YOUR TASK: Could you copy every line of the data that contains "impl"?

Dataset entries:
# # # # #

use chrono::{DateTime, TimeZone, Utc};
use reqwest::header::{HeaderMap, HeaderValue, ACCEPT, AUTHORIZATION, USER_AGENT};
use reqwest::StatusCode;
use serde::de::{DeserializeOwned, MapAccess, Visitor};
use serde::{Deserialize, Deserializer, Serialize};
use std::fmt;
use std::time::Duration;
use thiserror::Error;
use tracing::debug;

use crate::cache::ResponseCache;
use crate::retry::{is_retryable_status, with_retry_if, RetryConfig};

const GITHUB_API_BASE: &str = "https://api.github.com";
const PER_PAGE: u32 = 30;
const SEARCH_PER_PAGE: u32 = 10;

#[derive(Error, Debug)]
pub enum GitHubError {
    #[error("API rate limit exceeded{}", reset_hint(.reset_at))]
    RateLimited { reset_at: Option<DateTime<Utc>> },

    #[error("Not found: {0}")]
    NotFound(String),

    #[error("GitHub API error {status}: {body}")]
    RequestFailed { status: u16, body: String },

    #[error("Network error: {0}")]
    NetworkError(#[from] reqwest::Error),

    #[error("JSON parsing failed: {0}")]
    ParseError(#[from] serde_json::Error),
}

fn reset_hint(reset_at: &Option<DateTime<Utc>>) -> String {
    match reset_at {
        Some(at) => format!(", retry after {}", at.format("%H:%M:%S UTC")),
        None => String::new(),
    }
}

impl GitHubError {
    /// Whether another attempt could plausibly succeed
    pub fn is_transient(&self) -> bool {
        match self {
            GitHubError::NetworkError(_) => true,
            GitHubError::RequestFailed { status, .. } => StatusCode::from_u16(*status)
                .map(is_retryable_status)
                .unwrap_or(false),
            GitHubError::RateLimited { .. }
            | GitHubError::NotFound(_)
            | GitHubError::ParseError(_) => false,
        }
    }
}

pub type Result<T> = std::result::Result<T, GitHubError>;

/// User as returned by `/users/{login}`, relation lists and user search
///
/// Relation lists and search results only carry the abbreviated user, so the
/// counters default to zero when absent.
#[derive(Debug, Clone, Serialize, Deserialize)]
pub struct GitHubUser {
    pub id: u64,
    pub login: String,
    #[serde(default)]
    pub name: Option<String>,
    #[serde(default)]
    pub avatar_url: String,
    #[serde(default)]
    pub html_url: Option<String>,
    #[serde(default)]
    pub followers: u32,
    #[serde(default)]
    pub following: u32,
    #[serde(default)]
    pub public_repos: u32,
    #[serde(default)]
    pub total_private_repos: Option<u32>,
    #[serde(default)]
    pub bio: Option<String>,
    #[serde(default)]
    pub location: Option<String>,
    #[serde(default)]
    pub company: Option<String>,
    #[serde(default)]
    pub blog: Option<String>,
    #[serde(default)]
    pub email: Option<String>,
    #[serde(default)]
    pub created_at: Option<DateTime<Utc>>,
}

#[derive(Debug, Clone, Serialize, Deserialize)]
pub struct GitHubOwner {
    pub login: String,
    #[serde(default)]
    pub avatar_url: String,
}

#[derive(Debug, Clone, Serialize, Deserialize)]
pub struct GitHubRepo {
    pub id: u64,
    pub name: String,
    pub full_name: String,
    pub owner: GitHubOwner,
    #[serde(default)]
    pub description: Option<String>,
    pub html_url: String,
    #[serde(default)]
    pub stargazers_count: u32,
    #[serde(default)]
    pub forks_count: u32,
    #[serde(default)]
    pub language: Option<String>,
    pub updated_at: DateTime<Utc>,
}

#[derive(Debug, Clone, Serialize, Deserialize)]
pub struct GitHubEvent {
    pub id: String,
    #[serde(rename = "type")]
    pub kind: String,
    pub created_at: DateTime<Utc>,
}

#[derive(Debug, Deserialize)]
struct UserSearchResponse {
    items: Vec<GitHubUser>,
}

/// Language byte counts in the order GitHub lists them (largest first)
///
/// A plain map would lose that order, so this walks the JSON object by hand.
#[derive(Debug, Clone, Default, PartialEq, Eq)]
pub struct GitHubLanguages(pub Vec<(String, u64)>);

impl<'de> Deserialize<'de> for GitHubLanguages {
    fn deserialize<D>(deserializer: D) -> std::result::Result<Self, D::Error>
    where
        D: Deserializer<'de>,
    {
        struct LanguagesVisitor;

        impl<'de> Visitor<'de> for LanguagesVisitor {
            type Value = GitHubLanguages;

            fn expecting(&self, f: &mut fmt::Formatter) -> fmt::Result {
                f.write_str("a map of language names to byte counts")
            }

            fn visit_map<A>(self, mut map: A) -> std::result::Result<Self::Value, A::Error>
            where
                A: MapAccess<'de>,
            {
                let mut languages = Vec::with_capacity(map.size_hint().unwrap_or(0));
                while let Some((name, bytes)) = map.next_entry::<String, u64>()? {
                    languages.push((name, bytes));
                }
                Ok(GitHubLanguages(languages))
            }
        }

        deserializer.deserialize_map(LanguagesVisitor)
    }
}

/// Everything a client needs, passed in explicitly
#[derive(Debug, Clone)]
pub struct ClientConfig {
    pub base_url: String,
    pub token: Option<String>,
    pub cache_ttl: Duration,
    pub retry: RetryConfig,
}

impl Default for ClientConfig {
    fn default() -> Self {
        Self {
            base_url: GITHUB_API_BASE.to_string(),
            token: None,
            cache_ttl: Duration::from_secs(60),
            retry: RetryConfig::default(),
        }
    }
}

pub struct GitHubClient {
    client: reqwest::Client,
    base_url: String,
    retry_config: RetryConfig,
    cache: ResponseCache,
}

impl GitHubClient {
    pub fn new(token: Option<String>) -> Result<Self> {
        Self::with_config(ClientConfig {
            token,
            ..ClientConfig::default()
        })
    }

    pub fn with_config(config: ClientConfig) -> Result<Self> {
        let mut headers = HeaderMap::new();
        headers.insert(USER_AGENT, HeaderValue::from_static("devgraph/0.1.0"));
        headers.insert(
            ACCEPT,
            HeaderValue::from_static("application/vnd.github.v3+json"),
        );

        if let Some(token) = config.token.as_deref().filter(|t| !t.is_empty()) {
            // A token with non-header characters is a config mistake; run anonymous
            match HeaderValue::from_str(&format!("Bearer {}", token)) {
                Ok(value) => {
                    headers.insert(AUTHORIZATION, value);
                }
                Err(_) => debug!("Ignoring malformed GitHub token"),
            }
        }

        let client = reqwest::Client::builder()
            .default_headers(headers)
            .build()?;

        Ok(Self {
            client,
            base_url: config.base_url.trim_end_matches('/').to_string(),
            retry_config: config.retry,
            cache: ResponseCache::new(config.cache_ttl),
        })
    }

    pub async fn user(&self, login: &str) -> Result<GitHubUser> {
        self.get_json(&format!("/users/{}", urlencoding::encode(login)))
            .await
    }

    pub async fn following(&self, login: &str, page: u32) -> Result<Vec<GitHubUser>> {
        self.get_json(&format!(
            "/users/{}/following?page={}&per_page={}",
            urlencoding::encode(login),
            page,
            PER_PAGE
        ))
        .await
    }

    pub async fn followers(&self, login: &str, page: u32) -> Result<Vec<GitHubUser>> {
        self.get_json(&format!(
            "/users/{}/followers?page={}&per_page={}",
            urlencoding::encode(login),
            page,
            PER_PAGE
        ))
        .await
    }

    pub async fn repos(&self, login: &str, page: u32) -> Result<Vec<GitHubRepo>> {
        self.get_json(&format!(
            "/users/{}/repos?page={}&per_page={}&sort=stars&direction=desc",
            urlencoding::encode(login),
            page,
            PER_PAGE
        ))
        .await
    }

    pub async fn starred(&self, login: &str, page: u32) -> Result<Vec<GitHubRepo>> {
        self.get_json(&format!(
            "/users/{}/starred?page={}&per_page={}&sort=stars&direction=desc",
            urlencoding::encode(login),
            page,
            PER_PAGE
        ))
        .await
    }

    pub async fn repo(&self, owner: &str, name: &str) -> Result<GitHubRepo> {
        self.get_json(&format!(
            "/repos/{}/{}",
            urlencoding::encode(owner),
            urlencoding::encode(name)
        ))
        .await
    }

    pub async fn languages(&self, owner: &str, name: &str) -> Result<GitHubLanguages> {
        self.get_json(&format!(
            "/repos/{}/{}/languages",
            urlencoding::encode(owner),
            urlencoding::encode(name)
        ))
        .await
    }

    pub async fn events(&self, login: &str) -> Result<Vec<GitHubEvent>> {
        self.get_json(&format!(
            "/users/{}/events/public?per_page={}",
            urlencoding::encode(login),
            PER_PAGE
        ))
        .await
    }

    pub async fn search_users(&self, query: &str) -> Result<Vec<GitHubUser>> {
        let response: UserSearchResponse = self
            .get_json(&format!(
                "/search/users?q={}&per_page={}",
                urlencoding::encode(query),
                SEARCH_PER_PAGE
            ))
            .await?;
        Ok(response.items)
    }

    /// GET a path, going through the response cache and retry policy
    async fn get_json<T: DeserializeOwned>(&self, path: &str) -> Result<T> {
        let url = format!("{}{}", self.base_url, path);

        let body = self
            .cache
            .get_or_fetch(&url, || {
                with_retry_if(&self.retry_config, || self.fetch(&url), GitHubError::is_transient)
            })
            .await?;

        Ok(serde_json::from_value(body)?)
    }

    async fn fetch(&self, url: &str) -> Result<serde_json::Value> {
        debug!("GET {}", url);
        let response = self.client.get(url).send().await?;
        let status = response.status();

        if status == StatusCode::FORBIDDEN || status == StatusCode::TOO_MANY_REQUESTS {
            return Err(GitHubError::RateLimited {
                reset_at: rate_limit_reset(response.headers()),
            });
        }

        if status == StatusCode::NOT_FOUND {
            return Err(GitHubError::NotFound(url.to_string()));
        }

        if !status.is_success() {
            let body = response.text().await.unwrap_or_default();
            return Err(GitHubError::RequestFailed {
                status: status.as_u16(),
                body,
            });
        }

        Ok(response.json().await?)
    }
}

/// When the rate-limit window reopens, if the quota is actually exhausted
pub fn rate_limit_reset(headers: &HeaderMap) -> Option<DateTime<Utc>> {
    let remaining = headers.get("x-ratelimit-remaining")?.to_str().ok()?;
    if remaining.trim() != "0" {
        return None;
    }

    let reset = headers
        .get("x-ratelimit-reset")?
        .to_str()
        .ok()?
        .trim()
        .parse::<i64>()
        .ok()?;

    Utc.timestamp_opt(reset, 0).single()
}

#[cfg(test)]
mod tests {
    use super::*;

    fn headers(pairs: &[(&'static str, &'static str)]) -> HeaderMap {
        let mut map = HeaderMap::new();
        for (name, value) in pairs {
            map.insert(*name, HeaderValue::from_static(value));
        }
        map
    }

    #[test]
    fn test_rate_limit_reset_when_exhausted() {
        let map = headers(&[
            ("x-ratelimit-remaining", "0"),
            ("x-ratelimit-reset", "1700000000"),
        ]);

        let reset = rate_limit_reset(&map).unwrap();
        assert_eq!(reset.timestamp(), 1_700_000_000);
    }

    #[test]
    fn test_rate_limit_reset_ignored_with_quota_left() {
        let map = headers(&[
            ("x-ratelimit-remaining", "12"),
            ("x-ratelimit-reset", "1700000000"),
        ]);
        assert_eq!(rate_limit_reset(&map), None);
    }

    #[test]
    fn test_rate_limit_reset_missing_headers() {
        assert_eq!(rate_limit_reset(&HeaderMap::new()), None);
        assert_eq!(
            rate_limit_reset(&headers(&[("x-ratelimit-remaining", "0")])),
            None
        );
    }

    #[test]
    fn test_transient_classification() {
        assert!(GitHubError::RequestFailed {
            status: 502,
            body: String::new()
        }
        .is_transient());
        assert!(!GitHubError::RequestFailed {
            status: 422,
            body: String::new()
        }
        .is_transient());
        assert!(!GitHubError::RateLimited { reset_at: None }.is_transient());
        assert!(!GitHubError::NotFound("x".into()).is_transient());
    }

    #[test]
    fn test_rate_limit_message_mentions_reset() {
        let err = GitHubError::RateLimited {
            reset_at: Utc.timestamp_opt(0, 0).single(),
        };
        assert_eq!(
            err.to_string(),
            "API rate limit exceeded, retry after 00:00:00 UTC"
        );
        assert_eq!(
            GitHubError::RateLimited { reset_at: None }.to_string(),
            "API rate limit exceeded"
        );
    }

    #[test]
    fn test_languages_keep_document_order() {
        let langs: GitHubLanguages =
            serde_json::from_str(r#"{"TypeScript": 200, "JavaScript": 800, "CSS": 5}"#).unwrap();

        assert_eq!(
            langs.0,
            vec![
                ("TypeScript".to_string(), 200),
                ("JavaScript".to_string(), 800),
                ("CSS".to_string(), 5),
            ]
        );
    }

    #[test]
    fn test_abbreviated_user_defaults_counters() {
        let user: GitHubUser = serde_json::from_str(
            r#"{"id": 1, "login": "octocat", "avatar_url": "https://a/1"}"#,
        )
        .unwrap();

        assert_eq!(user.followers, 0);
        assert_eq!(user.public_repos, 0);
        assert!(user.company.is_none());
    }

    #[test]
    fn test_event_type_field() {
        let event: GitHubEvent = serde_json::from_str(
            r#"{"id": "1", "type": "PushEvent", "created_at": "2024-01-01T00:00:00Z"}"#,
        )
        .unwrap();
        assert_eq!(event.kind, "PushEvent");
    }

    #[test]
    fn test_client_trims_base_url() {
        let client = GitHubClient::with_config(ClientConfig {
            base_url: "https://ghe.example.com/api/v3/".to_string(),
            ..ClientConfig::default()
        })
        .unwrap();
        assert_eq!(client.base_url, "https://ghe.example.com/api/v3");
    }
}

# # # # #

RESPONSE TO THE EXERCISE:
impl GitHubError {
impl<'de> Deserialize<'de> for GitHubLanguages {
        impl<'de> Visitor<'de> for LanguagesVisitor {
impl Default for ClientConfig {
impl GitHubClient {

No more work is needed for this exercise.